Collected data entries
○ ○ ○ ○ ○ ○ ○
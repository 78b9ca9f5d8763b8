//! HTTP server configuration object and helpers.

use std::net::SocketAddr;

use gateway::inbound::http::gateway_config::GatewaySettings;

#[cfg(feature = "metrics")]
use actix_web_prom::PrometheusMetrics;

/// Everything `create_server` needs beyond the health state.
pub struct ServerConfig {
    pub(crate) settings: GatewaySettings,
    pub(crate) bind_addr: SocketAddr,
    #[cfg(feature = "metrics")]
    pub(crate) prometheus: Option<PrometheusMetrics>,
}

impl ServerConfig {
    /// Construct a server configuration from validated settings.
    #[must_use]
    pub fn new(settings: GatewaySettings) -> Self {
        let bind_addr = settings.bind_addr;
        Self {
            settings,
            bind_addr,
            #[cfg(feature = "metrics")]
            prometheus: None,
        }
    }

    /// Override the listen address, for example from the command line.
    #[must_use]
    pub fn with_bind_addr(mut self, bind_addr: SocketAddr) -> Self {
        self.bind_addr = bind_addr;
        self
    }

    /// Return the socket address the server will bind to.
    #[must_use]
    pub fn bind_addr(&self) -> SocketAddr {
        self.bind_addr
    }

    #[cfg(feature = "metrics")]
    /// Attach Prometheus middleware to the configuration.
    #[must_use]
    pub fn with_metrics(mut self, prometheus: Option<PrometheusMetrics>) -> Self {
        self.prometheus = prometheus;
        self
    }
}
○ ○ ○ ○ ○ ○ ○
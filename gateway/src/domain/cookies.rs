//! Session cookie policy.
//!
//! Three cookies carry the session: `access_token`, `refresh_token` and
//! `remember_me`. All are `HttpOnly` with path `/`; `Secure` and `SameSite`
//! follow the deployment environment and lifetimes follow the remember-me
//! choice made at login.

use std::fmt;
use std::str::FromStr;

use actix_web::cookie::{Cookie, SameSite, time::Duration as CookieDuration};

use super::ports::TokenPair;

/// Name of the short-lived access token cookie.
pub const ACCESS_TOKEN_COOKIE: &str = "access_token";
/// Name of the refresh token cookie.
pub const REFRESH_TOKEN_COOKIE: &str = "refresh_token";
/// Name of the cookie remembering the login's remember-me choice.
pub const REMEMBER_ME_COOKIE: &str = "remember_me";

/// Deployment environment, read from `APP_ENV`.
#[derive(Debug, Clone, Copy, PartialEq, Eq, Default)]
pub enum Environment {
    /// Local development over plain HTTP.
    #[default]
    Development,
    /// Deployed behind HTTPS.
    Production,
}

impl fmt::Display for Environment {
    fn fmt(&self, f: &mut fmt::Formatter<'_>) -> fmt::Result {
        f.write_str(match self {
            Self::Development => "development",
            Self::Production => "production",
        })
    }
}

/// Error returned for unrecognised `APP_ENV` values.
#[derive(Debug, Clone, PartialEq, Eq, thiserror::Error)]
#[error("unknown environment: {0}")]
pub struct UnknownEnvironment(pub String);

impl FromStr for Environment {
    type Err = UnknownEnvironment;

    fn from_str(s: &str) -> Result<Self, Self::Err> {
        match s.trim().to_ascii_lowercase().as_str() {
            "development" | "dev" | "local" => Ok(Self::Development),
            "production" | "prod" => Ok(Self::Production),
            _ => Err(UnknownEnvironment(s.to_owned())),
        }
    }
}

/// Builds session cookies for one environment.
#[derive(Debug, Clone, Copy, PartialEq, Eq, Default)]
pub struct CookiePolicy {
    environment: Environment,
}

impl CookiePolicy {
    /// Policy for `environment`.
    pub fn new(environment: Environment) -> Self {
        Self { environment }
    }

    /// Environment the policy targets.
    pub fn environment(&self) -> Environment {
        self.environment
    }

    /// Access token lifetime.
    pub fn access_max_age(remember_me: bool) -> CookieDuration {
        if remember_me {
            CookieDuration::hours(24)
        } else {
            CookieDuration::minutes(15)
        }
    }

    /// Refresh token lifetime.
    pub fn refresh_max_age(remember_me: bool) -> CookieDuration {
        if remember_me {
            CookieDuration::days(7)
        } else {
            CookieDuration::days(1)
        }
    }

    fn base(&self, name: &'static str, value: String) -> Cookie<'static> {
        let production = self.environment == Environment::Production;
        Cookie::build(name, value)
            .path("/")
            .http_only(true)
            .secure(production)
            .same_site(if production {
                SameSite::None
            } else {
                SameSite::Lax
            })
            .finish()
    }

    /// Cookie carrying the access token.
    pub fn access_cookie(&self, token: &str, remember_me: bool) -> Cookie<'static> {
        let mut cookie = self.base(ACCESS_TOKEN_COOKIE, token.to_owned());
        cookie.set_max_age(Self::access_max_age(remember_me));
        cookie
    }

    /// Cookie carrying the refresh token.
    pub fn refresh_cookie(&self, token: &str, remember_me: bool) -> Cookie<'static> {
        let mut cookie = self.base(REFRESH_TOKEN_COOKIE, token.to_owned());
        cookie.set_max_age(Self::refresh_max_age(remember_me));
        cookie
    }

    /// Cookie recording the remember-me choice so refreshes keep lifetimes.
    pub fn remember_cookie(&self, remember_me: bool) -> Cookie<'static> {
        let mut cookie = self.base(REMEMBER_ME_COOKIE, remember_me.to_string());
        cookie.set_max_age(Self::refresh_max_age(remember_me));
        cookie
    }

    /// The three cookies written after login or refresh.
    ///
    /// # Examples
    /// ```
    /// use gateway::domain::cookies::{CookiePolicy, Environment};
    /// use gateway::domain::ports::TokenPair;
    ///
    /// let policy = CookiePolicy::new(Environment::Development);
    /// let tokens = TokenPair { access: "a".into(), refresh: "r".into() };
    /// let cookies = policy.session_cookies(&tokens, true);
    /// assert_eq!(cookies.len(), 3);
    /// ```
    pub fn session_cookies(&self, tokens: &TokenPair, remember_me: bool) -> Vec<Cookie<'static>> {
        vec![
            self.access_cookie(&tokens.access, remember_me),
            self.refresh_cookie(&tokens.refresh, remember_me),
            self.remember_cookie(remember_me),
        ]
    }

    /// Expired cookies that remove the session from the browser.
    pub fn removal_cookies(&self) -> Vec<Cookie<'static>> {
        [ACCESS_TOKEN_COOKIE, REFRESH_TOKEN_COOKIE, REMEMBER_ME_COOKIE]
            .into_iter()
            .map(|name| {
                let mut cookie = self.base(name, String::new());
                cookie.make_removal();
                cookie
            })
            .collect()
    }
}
○ ○ ○ ○ ○ ○ ○
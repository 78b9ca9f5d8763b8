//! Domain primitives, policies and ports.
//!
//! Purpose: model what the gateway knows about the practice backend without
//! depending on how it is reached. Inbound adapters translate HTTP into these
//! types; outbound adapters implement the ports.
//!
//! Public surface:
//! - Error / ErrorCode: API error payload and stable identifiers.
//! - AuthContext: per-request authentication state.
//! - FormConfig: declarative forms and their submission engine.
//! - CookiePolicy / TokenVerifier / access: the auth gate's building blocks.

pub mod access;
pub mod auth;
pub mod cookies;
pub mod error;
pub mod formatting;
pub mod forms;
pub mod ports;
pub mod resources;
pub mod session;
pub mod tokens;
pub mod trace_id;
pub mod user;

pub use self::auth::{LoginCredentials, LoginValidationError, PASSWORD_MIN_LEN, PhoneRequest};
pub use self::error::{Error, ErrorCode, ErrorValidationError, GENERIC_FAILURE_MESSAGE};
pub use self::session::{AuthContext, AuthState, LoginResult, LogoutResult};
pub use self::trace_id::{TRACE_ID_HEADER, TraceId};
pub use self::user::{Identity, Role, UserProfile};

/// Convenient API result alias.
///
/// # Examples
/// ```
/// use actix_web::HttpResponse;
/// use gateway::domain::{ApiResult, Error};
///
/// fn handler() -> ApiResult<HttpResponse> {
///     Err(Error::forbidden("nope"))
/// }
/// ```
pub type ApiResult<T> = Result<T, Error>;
○ ○ ○ ○ ○ ○ ○
**Task instructions**
For this exercise, gather every line of the data that contains the word "forms".

**Answer for the task**
//! - FormConfig: declarative forms and their submission engine.
pub mod forms;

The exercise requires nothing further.